SEOUL, Aug. 8 (Korea Bizwire) — South Korea’s financial regulator said Monday state-run policy lenders plan to increase loans with low and fixed interest rates to small firms to help ease their financial burdens caused by high inflation and rising borrowing costs.
The Financial Services Commission (FSC) said in a policy briefing to President Yoon Suk-yeol that it will also swiftly implement a set of measures worth over 125 trillion won (US$95 billion) to offer financial support to vulnerable people.
Under the policy plan, the government plans to offer 6 trillion won in funds to small firms through fixed-rate loan programs via the state-run Korea Development Bank and the Industrial Bank of Korea, the FSC said.
Borrowing costs have been on the rise as the central bank has continued its monetary tightening drive to curb high inflation.
Banks’ interest rates charged on fresh corporate loans rose 0.24 percentage point to 3.84 percent in June from a month earlier, according to central bank data. Loan rates for small and medium enterprises climbed 0.27 percentage point on-month in June.

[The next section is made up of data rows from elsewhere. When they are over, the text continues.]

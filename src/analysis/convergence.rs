//! Convergence control for the fix/re-test loop
//!
//! Keeps an append-only history of iteration failure counts and decides,
//! after each new record, whether another iteration is warranted.

use crate::analysis::types::{
    HistoryFile, IterationDecision, IterationInput, IterationRecord, ProgressState,
    ProgressStatus, RunStatus, RunSummary, StopReason, RESERVED_KEYS,
};
use crate::applier::write_atomic;
use crate::classifier::round2;
use crate::errors::{FixError, Result};
use chrono::Utc;
use serde::{Deserialize, Serialize};
use std::path::Path;

/// Convergence controller configuration
#[derive(Debug, Clone, PartialEq, Serialize, Deserialize)]
#[serde(default)]
pub struct ConvergenceConfig {
    /// Hard cap on recorded iterations
    pub max_iterations: usize,

    /// Number of trailing iterations that must share one nonzero failure
    /// count to be considered a plateau
    pub no_progress_window: usize,
}

impl Default for ConvergenceConfig {
    fn default() -> Self {
        Self {
            max_iterations: 10,
            no_progress_window: 3,
        }
    }
}

/// Convergence controller over an append-only iteration history
#[derive(Debug, Clone)]
pub struct ConvergenceController {
    config: ConvergenceConfig,
    history: Vec<IterationRecord>,
}

impl ConvergenceController {
    /// Create controller with default configuration
    pub fn new() -> Self {
        Self::with_config(ConvergenceConfig::default())
    }

    /// Create controller with custom configuration
    pub fn with_config(config: ConvergenceConfig) -> Self {
        Self {
            config,
            history: Vec::new(),
        }
    }

    /// Load a persisted history; a missing file starts a new run
    pub fn load(path: &Path, config: ConvergenceConfig) -> Result<Self> {
        let mut controller = Self::with_config(config);
        if !path.exists() {
            return Ok(controller);
        }

        let contents = std::fs::read_to_string(path)?;
        let file: HistoryFile = serde_json::from_str(&contents)?;

        for (index, record) in file.iterations.iter().enumerate() {
            if record.iteration as usize != index + 1 {
                return Err(FixError::Generic(format!(
                    "History {} is out of sequence at entry {}",
                    path.display(),
                    index + 1
                )));
            }
        }

        controller.history = file.iterations;
        tracing::debug!(path = %path.display(), iterations = controller.history.len(), "Loaded history");
        Ok(controller)
    }

    /// Persist the history
    pub fn save(&self, path: &Path) -> Result<()> {
        if let Some(parent) = path.parent() {
            if !parent.as_os_str().is_empty() {
                std::fs::create_dir_all(parent)?;
            }
        }

        let file = HistoryFile {
            iterations: self.history.clone(),
        };
        write_atomic(path, serde_json::to_string_pretty(&file)?.as_bytes())
    }

    /// Append an iteration and decide whether to continue
    pub fn record_iteration(&mut self, input: IterationInput) -> IterationDecision {
        let mut metrics = input.metrics;
        for key in RESERVED_KEYS {
            metrics.remove(key);
        }

        let record = IterationRecord {
            iteration: self.history.len() as u32 + 1,
            timestamp: Utc::now(),
            failure_count: input.failure_count,
            metrics,
        };
        self.history.push(record.clone());

        let progress = self.progress();
        let stop_reason = self.stop_reason();

        tracing::info!(
            iteration = record.iteration,
            failures = record.failure_count,
            status = ?progress.status,
            should_continue = stop_reason.is_none(),
            "Recorded iteration"
        );

        IterationDecision {
            iteration: record,
            progress,
            should_continue: stop_reason.is_none(),
            stop_reason,
        }
    }

    /// Transition between the two latest records
    pub fn progress(&self) -> ProgressState {
        let [.., previous, current] = self.history.as_slice() else {
            return ProgressState {
                status: ProgressStatus::Initial,
                message: "First iteration - no comparison yet".to_string(),
                improvement: None,
                regression: None,
            };
        };

        let (before, after) = (previous.failure_count, current.failure_count);
        if after < before {
            ProgressState {
                status: ProgressStatus::Improving,
                message: format!("Failures decreased from {} to {}", before, after),
                improvement: Some(before - after),
                regression: None,
            }
        } else if after > before {
            ProgressState {
                status: ProgressStatus::Regressing,
                message: format!("Failures increased from {} to {}", before, after),
                improvement: None,
                regression: Some(after - before),
            }
        } else {
            ProgressState {
                status: ProgressStatus::NoChange,
                message: format!("Failures unchanged at {}", after),
                improvement: None,
                regression: None,
            }
        }
    }

    /// Reason to stop after the latest record, if any.
    ///
    /// Checked in order: iteration cap, regression, insufficient history,
    /// plateau.
    pub fn stop_reason(&self) -> Option<StopReason> {
        let recorded = self.history.len();

        if recorded >= self.config.max_iterations {
            return Some(StopReason::MaxIterations);
        }

        if self.progress().status == ProgressStatus::Regressing {
            return Some(StopReason::Regression);
        }

        let window = self.config.no_progress_window;
        if recorded < window {
            return None;
        }

        let recent = &self.history[recorded - window..];
        let first = recent.first()?.failure_count;
        if first > 0 && recent.iter().all(|r| r.failure_count == first) {
            return Some(StopReason::Plateau);
        }

        None
    }

    /// Whether another iteration is warranted
    pub fn should_continue(&self) -> bool {
        self.stop_reason().is_none()
    }

    /// Summary derived from the full history
    pub fn summary(&self) -> RunSummary {
        let (Some(first), Some(last)) = (self.history.first(), self.history.last()) else {
            return RunSummary {
                iterations: 0,
                initial_failures: 0,
                current_failures: 0,
                total_improvement: 0,
                improvement_rate: 0.0,
                improvements: 0,
                regressions: 0,
                no_changes: 0,
                status: RunStatus::NoIterations,
            };
        };

        let initial = first.failure_count;
        let current = last.failure_count;
        let improvement = initial as i64 - current as i64;

        let (mut improvements, mut regressions, mut no_changes) = (0, 0, 0);
        for pair in self.history.windows(2) {
            let (before, after) = (pair[0].failure_count, pair[1].failure_count);
            if after < before {
                improvements += 1;
            } else if after > before {
                regressions += 1;
            } else {
                no_changes += 1;
            }
        }

        let improvement_rate = if initial > 0 {
            round2(improvement as f64 / initial as f64 * 100.0)
        } else {
            0.0
        };

        let status = if current == 0 {
            RunStatus::Success
        } else if improvement > 0 {
            RunStatus::InProgress
        } else {
            RunStatus::Stalled
        };

        RunSummary {
            iterations: self.history.len(),
            initial_failures: initial,
            current_failures: current,
            total_improvement: improvement,
            improvement_rate,
            improvements,
            regressions,
            no_changes,
            status,
        }
    }

    /// Recorded iterations, oldest first
    pub fn history(&self) -> &[IterationRecord] {
        &self.history
    }

    /// Get configuration
    pub fn config(&self) -> &ConvergenceConfig {
        &self.config
    }
}

impl Default for ConvergenceController {
    fn default() -> Self {
        Self::new()
    }
}

#[cfg(test)]
mod tests {
    use super::*;
    use serde_json::Value;
    use tempfile::TempDir;

    fn failures(count: u64) -> IterationInput {
        IterationInput {
            failure_count: count,
            ..Default::default()
        }
    }

    fn run(counts: &[u64]) -> (ConvergenceController, Vec<IterationDecision>) {
        let mut controller = ConvergenceController::new();
        let decisions = counts
            .iter()
            .map(|c| controller.record_iteration(failures(*c)))
            .collect();
        (controller, decisions)
    }

    #[test]
    fn test_first_iteration_is_initial() {
        let (_, decisions) = run(&[10]);
        assert_eq!(decisions[0].progress.status, ProgressStatus::Initial);
        assert_eq!(decisions[0].iteration.iteration, 1);
        assert!(decisions[0].should_continue);
    }

    #[test]
    fn test_plateau_stops() {
        let (_, decisions) = run(&[10, 7, 7, 7]);
        let flags: Vec<bool> = decisions.iter().map(|d| d.should_continue).collect();
        assert_eq!(flags, vec![true, true, true, false]);
        assert_eq!(decisions[3].stop_reason, Some(StopReason::Plateau));
        assert_eq!(decisions[3].progress.status, ProgressStatus::NoChange);
    }

    #[test]
    fn test_regression_stops_immediately() {
        let (_, decisions) = run(&[10, 12]);
        assert!(!decisions[1].should_continue);
        assert_eq!(decisions[1].stop_reason, Some(StopReason::Regression));
        assert_eq!(decisions[1].progress.regression, Some(2));
    }

    #[test]
    fn test_zero_plateau_continues() {
        let (_, decisions) = run(&[3, 0, 0, 0]);
        assert!(decisions.iter().all(|d| d.should_continue));
    }

    #[test]
    fn test_max_iterations() {
        let config = ConvergenceConfig {
            max_iterations: 3,
            no_progress_window: 3,
        };
        let mut controller = ConvergenceController::with_config(config);
        controller.record_iteration(failures(9));
        controller.record_iteration(failures(8));
        let decision = controller.record_iteration(failures(7));

        assert!(!decision.should_continue);
        assert_eq!(decision.stop_reason, Some(StopReason::MaxIterations));
    }

    #[test]
    fn test_reserved_metric_keys_dropped() {
        let mut controller = ConvergenceController::new();
        let mut input = failures(4);
        input.metrics.insert("iteration".to_string(), Value::from(99));
        input.metrics.insert("applied".to_string(), Value::from(2));

        let decision = controller.record_iteration(input);
        assert_eq!(decision.iteration.iteration, 1);
        assert!(!decision.iteration.metrics.contains_key("iteration"));
        assert_eq!(decision.iteration.metrics.get("applied"), Some(&Value::from(2)));
    }

    #[test]
    fn test_summary_counts() {
        let (controller, _) = run(&[10, 7, 7, 9, 4]);
        let summary = controller.summary();

        assert_eq!(summary.iterations, 5);
        assert_eq!(summary.initial_failures, 10);
        assert_eq!(summary.current_failures, 4);
        assert_eq!(summary.total_improvement, 6);
        assert_eq!(summary.improvement_rate, 60.0);
        assert_eq!(summary.improvements, 2);
        assert_eq!(summary.regressions, 1);
        assert_eq!(summary.no_changes, 1);
        assert_eq!(summary.status, RunStatus::InProgress);
    }

    #[test]
    fn test_summary_statuses() {
        assert_eq!(ConvergenceController::new().summary().status, RunStatus::NoIterations);
        assert_eq!(run(&[5, 0]).0.summary().status, RunStatus::Success);
        assert_eq!(run(&[5, 6]).0.summary().status, RunStatus::Stalled);

        let zero_start = run(&[0]).0.summary();
        assert_eq!(zero_start.improvement_rate, 0.0);
        assert_eq!(zero_start.status, RunStatus::Success);
    }

    #[test]
    fn test_improvement_rate_rounding() {
        let summary = run(&[3, 2]).0.summary();
        assert_eq!(summary.improvement_rate, 33.33);
    }

    #[test]
    fn test_save_and_load_history() {
        let temp = TempDir::new().unwrap();
        let path = temp.path().join("state").join("history.json");

        let (controller, _) = run(&[10, 7]);
        controller.save(&path).unwrap();

        let mut restored = ConvergenceController::load(&path, ConvergenceConfig::default()).unwrap();
        assert_eq!(restored.history(), controller.history());

        let decision = restored.record_iteration(failures(7));
        assert_eq!(decision.iteration.iteration, 3);
        assert_eq!(decision.progress.status, ProgressStatus::NoChange);
    }

    #[test]
    fn test_load_missing_history() {
        let temp = TempDir::new().unwrap();
        let controller =
            ConvergenceController::load(&temp.path().join("none.json"), ConvergenceConfig::default())
                .unwrap();
        assert!(controller.history().is_empty());
    }
}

In July, the Bank of Korea (BOK) delivered an unprecedented 0.5 percentage-point rate hike, marking the sixth rate increase since August last year. The BOK is widely expected to further raise the policy rate in the coming months.
Last month, the FSC rolled out a package of measures to ease debt-servicing burdens of small merchants and other vulnerable people hit hard by the COVID-19 pandemic.
The measures call for the creation of a 30 trillion-won fund designed to restructure debt for small merchants and the provision of low-rate loans worth 41.2 trillion won for the self-employed.